**Data:**
_ _ _ _

pub async fn upload_test(
    State(state): St,
    headers: http::HeaderMap,
    multipart: Multipart,
) -> Result<impl IntoResponse, ApiError> {
    let tenant_id = authenticate(&state, &headers).await?.require_tenant()?;
    let upload = drain_multipart(multipart).await?;

    let name = require_field(&upload.name, "name")?.to_string();
    let base_url = require_field(&upload.base_url, "base_url")?.to_string();
    let kind = parse_kind(require_field(&upload.kind, "kind")?)?;
    let interval_seconds = parse_i64_field("interval_seconds", require_field(&upload.interval_seconds, "interval_seconds")?)?;
    let timeout_seconds = parse_i64_field("timeout_seconds", require_field(&upload.timeout_seconds, "timeout_seconds")?)?;
    let jitter_seconds = upload.jitter_seconds.as_deref().map(|s| parse_i64_field("jitter_seconds", s)).transpose()?.unwrap_or(0);
    let down_after_failures =
        parse_i64_field("down_after_failures", require_field(&upload.down_after_failures, "down_after_failures")?)?;
    let up_after_successes =
        parse_i64_field("up_after_successes", require_field(&upload.up_after_successes, "up_after_successes")?)?;
    let source = upload.source.ok_or_else(|| ApiError::invalid_request("missing required file field 'source'"))?;

    validate_schedule(interval_seconds, timeout_seconds, jitter_seconds, down_after_failures, up_after_successes)?;
    if source.len() > state.max_source_bytes {
        return Err(ApiError::invalid_request(format!(
            "source file exceeds the {}-byte limit",
            state.max_source_bytes
        )));
    }

    let test_id = Uuid::new_v4();
    let source_blob_ref =
        state.artifacts.write_source(tenant_id, test_id, kind.expected_extension(), &source).await?;

    let now = Utc::now();
    let test = Test {
        id: test_id,
        tenant_id,
        name,
        base_url,
        kind,
        enabled: true,
        disabled_reason: None,
        disabled_until_ts: None,
        interval_seconds,
        timeout_seconds,
        jitter_seconds,
        down_after_failures,
        up_after_successes,
        source_blob_ref,
        created_at: now,
        updated_at: now,
    };
    state.store.insert_test(&test).await?;

    Ok((http::StatusCode::CREATED, Json(test)))
}

pub async fn list_tests(State(state): St, headers: http::HeaderMap) -> Result<impl IntoResponse, ApiError> {
    let tenant_id = authenticate(&state, &headers).await?.require_tenant()?;
    let tests = state.store.list_tests(tenant_id).await?;
    Ok(Json(tests))
}

pub async fn get_test(
    State(state): St,
    headers: http::HeaderMap,
    Path(id): Path<Uuid>,
) -> Result<impl IntoResponse, ApiError> {
    let tenant_id = authenticate(&state, &headers).await?.require_tenant()?;
    let test = state.store.get_test(tenant_id, id).await?;
    Ok(Json(test))
}

#[derive(Debug, Deserialize)]
pub struct PatchTestRequest {
    pub name: Option<String>,
    pub base_url: Option<String>,
    pub interval_seconds: Option<i64>,
    pub timeout_seconds: Option<i64>,
    pub jitter_seconds: Option<i64>,
    pub down_after_failures: Option<i64>,
    pub up_after_successes: Option<i64>,
}

pub async fn patch_test(
    State(state): St,
    headers: http::HeaderMap,
    Path(id): Path<Uuid>,
    Json(patch): Json<PatchTestRequest>,
) -> Result<impl IntoResponse, ApiError> {
    let tenant_id = authenticate(&state, &headers).await?.require_tenant()?;
    let mut test = state.store.get_test(tenant_id, id).await?;

    if let Some(name) = patch.name {
        test.name = name;
    }
    if let Some(base_url) = patch.base_url {
        test.base_url = base_url;
    }
    if let Some(v) = patch.interval_seconds {
        test.interval_seconds = v;
    }
    if let Some(v) = patch.timeout_seconds {
        test.timeout_seconds = v;
    }
    if let Some(v) = patch.jitter_seconds {
        test.jitter_seconds = v;
    }
    if let Some(v) = patch.down_after_failures {
        test.down_after_failures = v;
    }
    if let Some(v) = patch.up_after_successes {
        test.up_after_successes = v;
    }
    validate_schedule(
        test.interval_seconds,
        test.timeout_seconds,
        test.jitter_seconds,
        test.down_after_failures,
        test.up_after_successes,
    )?;

    state.store.update_test_schedule(&test).await?;
    let test = state.store.get_test(tenant_id, id).await?;
    Ok(Json(test))
}

pub async fn replace_source(
    State(state): St,
    headers: http::HeaderMap,
    Path(id): Path<Uuid>,
    multipart: Multipart,
) -> Result<impl IntoResponse, ApiError> {
    let tenant_id = authenticate(&state, &headers).await?.require_tenant()?;
    let test = state.store.get_test(tenant_id, id).await?;
    let upload = drain_multipart(multipart).await?;
    let source = upload.source.ok_or_else(|| ApiError::invalid_request("missing required file field 'source'"))?;

    if source.len() > state.max_source_bytes {
        return Err(ApiError::invalid_request(format!(
            "source file exceeds the {}-byte limit",
            state.max_source_bytes
        )));
    }

    let blob_ref =
        state.artifacts.write_source(tenant_id, test.id, test.kind.expected_extension(), &source).await?;
    state.store.replace_test_source(tenant_id, id, &blob_ref).await?;
    Ok(http::StatusCode::NO_CONTENT)
}

#[derive(Debug, Deserialize)]
pub struct DisableRequest {
    pub reason: String,
    pub until_ts: Option<DateTime<Utc>>,
}

pub async fn disable_test(
    State(state): St,
    headers: http::HeaderMap,
    Path(id): Path<Uuid>,
    Json(body): Json<DisableRequest>,
) -> Result<impl IntoResponse, ApiError> {
    let tenant_id = authenticate(&state, &headers).await?.require_tenant()?;
    let mut test = state.store.get_test(tenant_id, id).await?;
    test.enabled = false;
    test.disabled_reason = Some(body.reason);
    test.disabled_until_ts = body.until_ts;
    state.store.update_test_schedule(&test).await?;
    Ok(http::StatusCode::NO_CONTENT)
}

pub async fn enable_test(
    State(state): St,
    headers: http::HeaderMap,
    Path(id): Path<Uuid>,
) -> Result<impl IntoResponse, ApiError> {
    let tenant_id = authenticate(&state, &headers).await?.require_tenant()?;
    let mut test = state.store.get_test(tenant_id, id).await?;
    test.enabled = true;
    test.disabled_reason = None;
    test.disabled_until_ts = None;
    state.store.update_test_schedule(&test).await?;
    Ok(http::StatusCode::NO_CONTENT)
}

#[derive(Debug, Serialize)]
pub struct TriggerRunResponse {
    pub queued: bool,
}

pub async fn trigger_run(
    State(state): St,
    headers: http::HeaderMap,
    Path(id): Path<Uuid>,
) -> Result<impl IntoResponse, ApiError> {
    let tenant_id = authenticate(&state, &headers).await?.require_tenant()?;
    let test = state.store.get_test(tenant_id, id).await?;
    if !test.enabled {
        return Err(ApiError::invalid_request("cannot run a disabled test"));
    }
    let queued = state.store.enqueue_if_idle(test.id, Utc::now()).await?;
    Ok(Json(TriggerRunResponse { queued }))
}

#[derive(Debug, Deserialize)]
pub struct ListRunsQuery {
    pub limit: Option<i64>,
}

pub async fn list_runs(
    State(state): St,
    headers: http::HeaderMap,
    Path(id): Path<Uuid>,
    Query(query): Query<ListRunsQuery>,
) -> Result<impl IntoResponse, ApiError> {
    let tenant_id = authenticate(&state, &headers).await?.require_tenant()?;
    // Scopes the lookup to the caller's tenant before listing its runs.
    let test = state.store.get_test(tenant_id, id).await?;
    let limit = query.limit.unwrap_or(20).clamp(1, 200);
    let runs = state.store.list_runs_for_test(test.id, limit).await?;
    Ok(Json(runs))
}

async fn resolve_run(state: &AppState, scope: AuthScope, run_id: Uuid) -> Result<Run, ApiError> {
    match scope {
        AuthScope::Admin => Ok(state.store.get_run(run_id).await?),
        AuthScope::Tenant(tenant_id) => Ok(state.store.get_run_for_tenant(tenant_id, run_id).await?),
    }
}

pub async fn get_run(
    State(state): St,
    headers: http::HeaderMap,
    Path(id): Path<Uuid>,
) -> Result<impl IntoResponse, ApiError> {
    let scope = authenticate(&state, &headers).await?;
    let run = resolve_run(&state, scope, id).await?;
    Ok(Json(run))
}

pub async fn get_artifact(
    State(state): St,
    headers: http::HeaderMap,
    Path((id, name)): Path<(Uuid, String)>,
) -> Result<impl IntoResponse, ApiError> {
    let scope = authenticate(&state, &headers).await?;
    let run = resolve_run(&state, scope, id).await?;
    let test = state.store.get_test_by_id(run.test_id).await?;

    let bytes = state.artifacts.read(test.tenant_id, test.id, run.id, &name).await?.ok_or_else(ApiError::not_found)?;
    let content_type = content_type_for(&name);
    Ok(([(http::header::CONTENT_TYPE, content_type)], bytes))
}

fn content_type_for(name: &str) -> &'static str {
    if name.ends_with(".png") {
        "image/png"
    } else if name.ends_with(".log") || name.ends_with(".txt") {
        "text/plain; charset=utf-8"
    } else {
        "application/octet-stream"
    }
}

#[derive(Debug, Serialize)]
pub struct StatusSummaryResponse {
    pub tests_total: i64,
    pub tests_failing: i64,
    pub slowest: Vec<crate::store::HeartbeatSlowEntry>,
    pub last_run_per_tenant: Vec<crate::store::LastRunEntry>,
}

pub async fn status_summary(State(state): St, headers: http::HeaderMap) -> Result<impl IntoResponse, ApiError> {
    let scope = authenticate(&state, &headers).await?;
    if !scope.is_admin() {
        return Err(ApiError::not_found());
    }
    let summary = state.store.status_summary(state.status_slowest_n).await?;
    Ok(Json(StatusSummaryResponse {
        tests_total: summary.tests_total,
        tests_failing: summary.tests_failing,
        slowest: summary.slowest,
        last_run_per_tenant: summary.last_run_per_tenant,
    }))
}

_ _ _ _

**What needs to be done:** Out of the data above, set down the lines from the one with "test.down_after_failures = v;" to the one with "test.enabled = true;", both included, exactly as written and with no additions.

**Exercise answer:**
        test.down_after_failures = v;
    }
    if let Some(v) = patch.up_after_successes {
        test.up_after_successes = v;
    }
    validate_schedule(
        test.interval_seconds,
        test.timeout_seconds,
        test.jitter_seconds,
        test.down_after_failures,
        test.up_after_successes,
    )?;

    state.store.update_test_schedule(&test).await?;
    let test = state.store.get_test(tenant_id, id).await?;
    Ok(Json(test))
}

pub async fn replace_source(
    State(state): St,
    headers: http::HeaderMap,
    Path(id): Path<Uuid>,
    multipart: Multipart,
) -> Result<impl IntoResponse, ApiError> {
    let tenant_id = authenticate(&state, &headers).await?.require_tenant()?;
    let test = state.store.get_test(tenant_id, id).await?;
    let upload = drain_multipart(multipart).await?;
    let source = upload.source.ok_or_else(|| ApiError::invalid_request("missing required file field 'source'"))?;

    if source.len() > state.max_source_bytes {
        return Err(ApiError::invalid_request(format!(
            "source file exceeds the {}-byte limit",
            state.max_source_bytes
        )));
    }

    let blob_ref =
        state.artifacts.write_source(tenant_id, test.id, test.kind.expected_extension(), &source).await?;
    state.store.replace_test_source(tenant_id, id, &blob_ref).await?;
    Ok(http::StatusCode::NO_CONTENT)
}

#[derive(Debug, Deserialize)]
pub struct DisableRequest {
    pub reason: String,
    pub until_ts: Option<DateTime<Utc>>,
}

pub async fn disable_test(
    State(state): St,
    headers: http::HeaderMap,
    Path(id): Path<Uuid>,
    Json(body): Json<DisableRequest>,
) -> Result<impl IntoResponse, ApiError> {
    let tenant_id = authenticate(&state, &headers).await?.require_tenant()?;
    let mut test = state.store.get_test(tenant_id, id).await?;
    test.enabled = false;
    test.disabled_reason = Some(body.reason);
    test.disabled_until_ts = body.until_ts;
    state.store.update_test_schedule(&test).await?;
    Ok(http::StatusCode::NO_CONTENT)
}

pub async fn enable_test(
    State(state): St,
    headers: http::HeaderMap,
    Path(id): Path<Uuid>,
) -> Result<impl IntoResponse, ApiError> {
    let tenant_id = authenticate(&state, &headers).await?.require_tenant()?;
    let mut test = state.store.get_test(tenant_id, id).await?;
    test.enabled = true;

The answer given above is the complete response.